Items listed in a dataset:
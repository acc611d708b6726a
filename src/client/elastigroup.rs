// This file is part of the terraform-provider-spotinst project
//
// Copyright (C) The terraform-provider-spotinst Authors, 2026.
//
// Licensed under the Apache License, Version 2.0 (the "License")
// you may not use this file except in compliance with the License.
// You may obtain a copy of the License at
//
//     http://www.apache.org/licenses/LICENSE-2.0
//
// Unless required by applicable law or agreed to in writing, software
// distributed under the License is distributed on an "AS IS" BASIS,
// WITHOUT WARRANTIES OR CONDITIONS OF ANY KIND, either express or implied.
// See the License for the specific language governing permissions and
// limitations under the License.

//! AWS elastigroup endpoints: `/aws/ec2/group`

use serde::{Deserialize, Serialize};

use super::common::{AvailabilityZone, Nullable, Tag};
use super::{ApiError, Client};

const GROUP_PATH: &str = "/aws/ec2/group";

pub struct ElastigroupApi<'a> {
    client: &'a Client,
}

impl<'a> ElastigroupApi<'a> {
    pub fn new(client: &'a Client) -> Self {
        Self { client }
    }

    pub async fn create(&self, group: &Group) -> Result<Group, ApiError> {
        tracing::debug!(name = ?group.name, "creating elastigroup");
        self.client.create_item(GROUP_PATH, "group", group).await
    }

    pub async fn read(&self, id: &str) -> Result<Group, ApiError> {
        self.client
            .read_item(&format!("{GROUP_PATH}/{id}"))
            .await
            .map_err(|err| not_found(err, id))
    }

    pub async fn update(&self, id: &str, group: &Group) -> Result<Group, ApiError> {
        tracing::debug!(id, "updating elastigroup");
        self.client
            .update_item(&format!("{GROUP_PATH}/{id}"), "group", group)
            .await
            .map_err(|err| not_found(err, id))
    }

    pub async fn delete(&self, id: &str) -> Result<(), ApiError> {
        tracing::debug!(id, "deleting elastigroup");
        self.client
            .delete_item(&format!("{GROUP_PATH}/{id}"))
            .await
            .map_err(|err| not_found(err, id))
    }
}

fn not_found(err: ApiError, id: &str) -> ApiError {
    if err.is_not_found() {
        ApiError::NotFound(format!("Elastigroup {id}"))
    } else {
        err
    }
}

#[derive(Debug, Clone, Default, PartialEq, Serialize, Deserialize)]
#[serde(rename_all = "camelCase")]
pub struct Group {
    #[serde(skip_serializing_if = "Option::is_none")]
    pub id: Option<String>,
    #[serde(skip_serializing_if = "Option::is_none")]
    pub name: Option<String>,
    #[serde(default, skip_serializing_if = "Nullable::is_absent")]
    pub description: Nullable<String>,
    #[serde(skip_serializing_if = "Option::is_none")]
    pub region: Option<String>,
    #[serde(skip_serializing_if = "Option::is_none")]
    pub capacity: Option<Capacity>,
    #[serde(skip_serializing_if = "Option::is_none")]
    pub strategy: Option<Strategy>,
    #[serde(skip_serializing_if = "Option::is_none")]
    pub compute: Option<Compute>,
}

#[derive(Debug, Clone, Default, PartialEq, Serialize, Deserialize)]
#[serde(rename_all = "camelCase")]
pub struct Capacity {
    #[serde(skip_serializing_if = "Option::is_none")]
    pub minimum: Option<i64>,
    #[serde(skip_serializing_if = "Option::is_none")]
    pub maximum: Option<i64>,
    #[serde(skip_serializing_if = "Option::is_none")]
    pub target: Option<i64>,
    #[serde(skip_serializing_if = "Option::is_none")]
    pub unit: Option<String>,
}

#[derive(Debug, Clone, Default, PartialEq, Serialize, Deserialize)]
#[serde(rename_all = "camelCase")]
pub struct Strategy {
    #[serde(default, skip_serializing_if = "Nullable::is_absent")]
    pub risk: Nullable<f64>,
    #[serde(default, skip_serializing_if = "Nullable::is_absent")]
    pub on_demand_count: Nullable<i64>,
    #[serde(skip_serializing_if = "Option::is_none")]
    pub availability_vs_cost: Option<String>,
    #[serde(skip_serializing_if = "Option::is_none")]
    pub fallback_to_od: Option<bool>,
    #[serde(skip_serializing_if = "Option::is_none")]
    pub draining_timeout: Option<i64>,
}

#[derive(Debug, Clone, Default, PartialEq, Serialize, Deserialize)]
#[serde(rename_all = "camelCase")]
pub struct Compute {
    #[serde(skip_serializing_if = "Option::is_none")]
    pub product: Option<String>,
    #[serde(skip_serializing_if = "Option::is_none")]
    pub instance_types: Option<InstanceTypes>,
    #[serde(default, skip_serializing_if = "Nullable::is_absent")]
    pub availability_zones: Nullable<Vec<AvailabilityZone>>,
    #[serde(default, skip_serializing_if = "Nullable::is_absent")]
    pub subnet_ids: Nullable<Vec<String>>,
    #[serde(skip_serializing_if = "Option::is_none")]
    pub launch_specification: Option<LaunchSpecification>,
}

#[derive(Debug, Clone, Default, PartialEq, Serialize, Deserialize)]
#[serde(rename_all = "camelCase")]
pub struct InstanceTypes {
    #[serde(skip_serializing_if = "Option::is_none")]
    pub ondemand: Option<String>,
    #[serde(skip_serializing_if = "Option::is_none")]
    pub spot: Option<Vec<String>>,
}

#[derive(Debug, Clone, Default, PartialEq, Serialize, Deserialize)]
#[serde(rename_all = "camelCase")]
pub struct LaunchSpecification {
    #[serde(skip_serializing_if = "Option::is_none")]
    pub image_id: Option<String>,
    #[serde(skip_serializing_if = "Option::is_none")]
    pub key_pair: Option<String>,
    #[serde(skip_serializing_if = "Option::is_none")]
    pub security_group_ids: Option<Vec<String>>,
    #[serde(default, skip_serializing_if = "Nullable::is_absent")]
    pub user_data: Nullable<String>,
    #[serde(default, skip_serializing_if = "Nullable::is_absent")]
    pub iam_role: Nullable<IamInstanceProfile>,
    #[serde(skip_serializing_if = "Option::is_none")]
    pub monitoring: Option<bool>,
    #[serde(skip_serializing_if = "Option::is_none")]
    pub ebs_optimized: Option<bool>,
    #[serde(default, skip_serializing_if = "Nullable::is_absent")]
    pub tenancy: Nullable<String>,
    #[serde(skip_serializing_if = "Option::is_none")]
    pub tags: Option<Vec<Tag>>,
}

#[derive(Debug, Clone, Default, PartialEq, Eq, Serialize, Deserialize)]
#[serde(rename_all = "camelCase")]
pub struct IamInstanceProfile {
    #[serde(skip_serializing_if = "Option::is_none")]
    pub name: Option<String>,
    #[serde(skip_serializing_if = "Option::is_none")]
    pub arn: Option<String>,
}

impl Group {
    pub fn capacity(&self) -> Option<&Capacity> {
        self.capacity.as_ref()
    }

    pub fn strategy(&self) -> Option<&Strategy> {
        self.strategy.as_ref()
    }

    pub fn compute(&self) -> Option<&Compute> {
        self.compute.as_ref()
    }

    pub fn launch_specification(&self) -> Option<&LaunchSpecification> {
        self.compute()?.launch_specification.as_ref()
    }

    pub fn capacity_mut(&mut self) -> &mut Capacity {
        self.capacity.get_or_insert_with(Default::default)
    }

    pub fn strategy_mut(&mut self) -> &mut Strategy {
        self.strategy.get_or_insert_with(Default::default)
    }

    pub fn compute_mut(&mut self) -> &mut Compute {
        self.compute.get_or_insert_with(Default::default)
    }

    pub fn launch_specification_mut(&mut self) -> &mut LaunchSpecification {
        self.compute_mut()
            .launch_specification
            .get_or_insert_with(Default::default)
    }
}

impl Compute {
    pub fn instance_types_mut(&mut self) -> &mut InstanceTypes {
        self.instance_types.get_or_insert_with(Default::default)
    }
}

#[cfg(test)]
mod tests {
    use serde_json::json;

    use super::*;
    use crate::client::{Credentials, RetryConfig};

    fn client(server: &mockito::Server) -> Client {
        Client::with_config(
            &Credentials {
                token: "secret".to_owned(),
                account: None,
                endpoint: Some(server.url()),
            },
            RetryConfig {
                max_retries: 0,
                ..Default::default()
            },
        )
        .unwrap()
    }

    #[test]
    fn wire_names() {
        let mut group = Group {
            name: Some("web".to_owned()),
            ..Default::default()
        };
        group.capacity_mut().target = Some(2);
        group.strategy_mut().on_demand_count = Nullable::Value(1);
        group.strategy_mut().risk = Nullable::Null;
        group.strategy_mut().fallback_to_od = Some(true);
        group.compute_mut().instance_types_mut().ondemand = Some("m5.large".to_owned());
        group.launch_specification_mut().image_id = Some("ami-1".to_owned());
        group.launch_specification_mut().iam_role = Nullable::Null;

        assert_eq!(
            serde_json::to_value(&group).unwrap(),
            json!({
                "name": "web",
                "capacity": {"target": 2},
                "strategy": {"risk": null, "onDemandCount": 1, "fallbackToOd": true},
                "compute": {
                    "instanceTypes": {"ondemand": "m5.large"},
                    "launchSpecification": {"imageId": "ami-1", "iamRole": null}
                }
            })
        );
    }

    #[tokio::test]
    async fn read_missing_group() {
        let mut server = mockito::Server::new_async().await;
        server
            .mock("GET", "/aws/ec2/group/sig-404")
            .with_status(400)
            .with_body(
                json!({"response": {"errors": [{"code": "GROUP_DOESNT_EXIST", "message": "nope"}]}})
                    .to_string(),
            )
            .create_async()
            .await;

        let err = client(&server)
            .elastigroup()
            .read("sig-404")
            .await
            .unwrap_err();
        assert!(err.is_not_found());
        assert_eq!(err.to_string(), "Elastigroup sig-404 does not exist");
    }

    #[tokio::test]
    async fn create_returns_id() {
        let mut server = mockito::Server::new_async().await;
        server
            .mock("POST", "/aws/ec2/group")
            .match_body(mockito::Matcher::PartialJson(
                json!({"group": {"name": "web"}}),
            ))
            .with_body(
                json!({"response": {"items": [{
                    "id": "sig-1",
                    "name": "web",
                    "createdAt": "2024-01-01T00:00:00.000Z"
                }]}})
                .to_string(),
            )
            .create_async()
            .await;

        let group = Group {
            name: Some("web".to_owned()),
            ..Default::default()
        };
        let created = client(&server).elastigroup().create(&group).await.unwrap();
        assert_eq!(created.id.as_deref(), Some("sig-1"));
        assert_eq!(created.name.as_deref(), Some("web"));
    }
}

**EXERCISE AIM:**
Retype the first line of the entries and every line after it, please, through the line that contains "Licensed under the". Add nothing.

**TASK SOLUTION:**
repository acc611d708b6726a
filename src/client/elastigroup.rs
// This file is part of the terraform-provider-spotinst project
//
// Copyright (C) The terraform-provider-spotinst Authors, 2026.
//
// Licensed under the Apache License, Version 2.0 (the "License")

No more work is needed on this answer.